Data section Start Marker

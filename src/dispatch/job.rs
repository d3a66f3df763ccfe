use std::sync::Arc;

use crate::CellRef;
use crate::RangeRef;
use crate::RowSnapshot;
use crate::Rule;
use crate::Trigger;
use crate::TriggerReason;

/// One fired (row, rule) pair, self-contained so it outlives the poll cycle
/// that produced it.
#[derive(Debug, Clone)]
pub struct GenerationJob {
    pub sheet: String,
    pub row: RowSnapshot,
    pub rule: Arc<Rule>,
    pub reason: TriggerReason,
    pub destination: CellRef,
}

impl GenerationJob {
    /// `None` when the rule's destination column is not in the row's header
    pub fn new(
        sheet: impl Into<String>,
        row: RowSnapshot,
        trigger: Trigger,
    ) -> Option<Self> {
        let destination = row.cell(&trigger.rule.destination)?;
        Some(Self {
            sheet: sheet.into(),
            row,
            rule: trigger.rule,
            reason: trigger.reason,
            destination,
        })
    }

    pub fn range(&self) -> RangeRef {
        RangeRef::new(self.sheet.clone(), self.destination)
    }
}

Data section End Marker
Data section Start Marker

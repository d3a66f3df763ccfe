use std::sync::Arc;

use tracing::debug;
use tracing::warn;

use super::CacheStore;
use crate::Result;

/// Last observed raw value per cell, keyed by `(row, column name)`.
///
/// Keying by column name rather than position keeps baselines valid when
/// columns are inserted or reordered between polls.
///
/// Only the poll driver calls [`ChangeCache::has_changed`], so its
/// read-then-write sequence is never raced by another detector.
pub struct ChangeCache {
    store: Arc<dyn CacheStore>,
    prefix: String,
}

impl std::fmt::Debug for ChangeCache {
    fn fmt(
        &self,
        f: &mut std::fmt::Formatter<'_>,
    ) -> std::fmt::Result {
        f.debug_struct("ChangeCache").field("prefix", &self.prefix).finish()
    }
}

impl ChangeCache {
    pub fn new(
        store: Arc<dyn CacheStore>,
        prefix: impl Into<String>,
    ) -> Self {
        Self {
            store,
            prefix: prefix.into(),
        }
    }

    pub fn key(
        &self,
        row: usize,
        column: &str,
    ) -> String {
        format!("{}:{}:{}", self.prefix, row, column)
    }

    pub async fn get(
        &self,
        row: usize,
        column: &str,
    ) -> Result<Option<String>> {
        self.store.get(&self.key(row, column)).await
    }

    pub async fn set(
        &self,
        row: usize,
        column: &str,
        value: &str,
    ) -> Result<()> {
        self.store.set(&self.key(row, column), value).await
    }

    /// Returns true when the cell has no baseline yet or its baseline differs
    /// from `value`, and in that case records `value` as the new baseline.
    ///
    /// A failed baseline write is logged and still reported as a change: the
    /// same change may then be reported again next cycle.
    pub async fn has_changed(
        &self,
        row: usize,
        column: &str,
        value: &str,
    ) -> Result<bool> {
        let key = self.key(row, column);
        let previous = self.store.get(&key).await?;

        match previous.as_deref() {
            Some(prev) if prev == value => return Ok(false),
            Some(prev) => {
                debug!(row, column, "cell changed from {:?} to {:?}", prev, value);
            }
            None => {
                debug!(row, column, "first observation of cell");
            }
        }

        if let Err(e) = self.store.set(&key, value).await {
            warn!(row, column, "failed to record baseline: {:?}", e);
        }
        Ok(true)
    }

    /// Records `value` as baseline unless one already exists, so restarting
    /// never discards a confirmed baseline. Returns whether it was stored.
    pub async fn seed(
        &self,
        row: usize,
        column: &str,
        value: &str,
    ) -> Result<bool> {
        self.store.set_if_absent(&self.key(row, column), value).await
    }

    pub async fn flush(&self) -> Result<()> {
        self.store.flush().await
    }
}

Data section End Marker

Exercise: Wherever the line holding "filename src/dispatch/job.rs" falls in the entries above, copy exactly from it through the line holding "pub struct GenerationJob", inclusive, and add nothing.

Response:
filename src/dispatch/job.rs
repository d3a66f3df763ccfe
use std::sync::Arc;

use crate::CellRef;
use crate::RangeRef;
use crate::RowSnapshot;
use crate::Rule;
use crate::Trigger;
use crate::TriggerReason;

/// One fired (row, rule) pair, self-contained so it outlives the poll cycle
/// that produced it.
#[derive(Debug, Clone)]
pub struct GenerationJob {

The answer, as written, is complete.